Member of the Uttar Pradesh Legislative Assembly
- In office 1967–1969
- Succeeded by: Shiv Bacchan
- Constituency: Salempur
- In office 1969–1974
- Preceded by: Ugra Sen
- Succeeded by: Surendra Prasad Mishra
- Constituency: Barhaj
- In office 1985–1989
- Preceded by: Durga Prasad Mishra
- Succeeded by: Suresh Yadav
- Constituency: Salempur

Personal details
- Born: Majhauli Raj, British India
- Died: Deoria district, Uttar Pradesh, India
- Party: Indian National Congress Party
- Profession: Politician

= Awadhesh Pratap Mall =

Indian politician

Awadhesh Pratap Mall was the ruler of Majhauli Raj in the Deoria district before the state merged with the former British provinces as Uttar Pradesh in 1947 when India became independent from British rule.

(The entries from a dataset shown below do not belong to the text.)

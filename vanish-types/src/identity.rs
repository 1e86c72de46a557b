//! User identity handle.

use crate::error::{EnvelopeError, EnvelopeResult};
use serde::{Deserialize, Serialize};
use std::fmt;
use std::str::FromStr;

/// Longest accepted identity, in bytes.
pub const MAX_IDENTITY_LEN: usize = 64;

/// Opaque, validated identity handle (e.g. a username).
///
/// Identities are used as room names by the relay and as URL path segments
/// by the HTTP directory, so `/` and control characters are rejected.
#[derive(Clone, Debug, PartialEq, Eq, Hash, PartialOrd, Ord, Serialize, Deserialize)]
#[serde(try_from = "String", into = "String")]
pub struct Identity(String);

impl Identity {
    pub fn new(raw: impl Into<String>) -> EnvelopeResult<Self> {
        let raw = raw.into();
        let trimmed = raw.trim();
        if trimmed.is_empty() {
            return Err(EnvelopeError::InvalidIdentity("empty".into()));
        }
        if trimmed.len() > MAX_IDENTITY_LEN {
            return Err(EnvelopeError::InvalidIdentity(format!(
                "longer than {MAX_IDENTITY_LEN} bytes"
            )));
        }
        if trimmed.chars().any(|c| c == '/' || c.is_control()) {
            return Err(EnvelopeError::InvalidIdentity(format!(
                "{trimmed:?} contains '/' or control characters"
            )));
        }
        Ok(Self(trimmed.to_string()))
    }

    pub fn as_str(&self) -> &str {
        &self.0
    }
}

impl fmt::Display for Identity {
    fn fmt(&self, f: &mut fmt::Formatter<'_>) -> fmt::Result {
        f.write_str(&self.0)
    }
}

impl FromStr for Identity {
    type Err = EnvelopeError;

    fn from_str(s: &str) -> Result<Self, Self::Err> {
        Self::new(s)
    }
}

impl TryFrom<String> for Identity {
    type Error = EnvelopeError;

    fn try_from(value: String) -> Result<Self, Self::Error> {
        Self::new(value)
    }
}

impl From<Identity> for String {
    fn from(id: Identity) -> Self {
        id.0
    }
}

After independence, he was a member of the Indian National Congress party and won multiple elections to the Uttar Pradesh Legislative Assembly.

== Early life ==
Awadhesh Pratap Mall was born in the early 1900s in Majhauli Raj as the descendant of Raja Dev Narain Mall who was a well known ruler of the aforementioned state in 1857. Mall was 117th ruler of Majhauli.

==Political career==
Mall won a seat in the Uttar Pradesh Legislative Assembly in 1967 from Salempur constituency in Deoria district. He later won a seat in the Uttar Pradesh legislative assembly in the 1969 election from Barhaj. He did not win elections after 1974, but regained the Salempur seat by winning in the Uttar Pradesh Legislative Assembly election in 1985 as an Indian National Congress party candidate.

==Personal life and death==
Mall married Maharani Bhuvneshwari Devi. He died in early 2000s in Deoria district.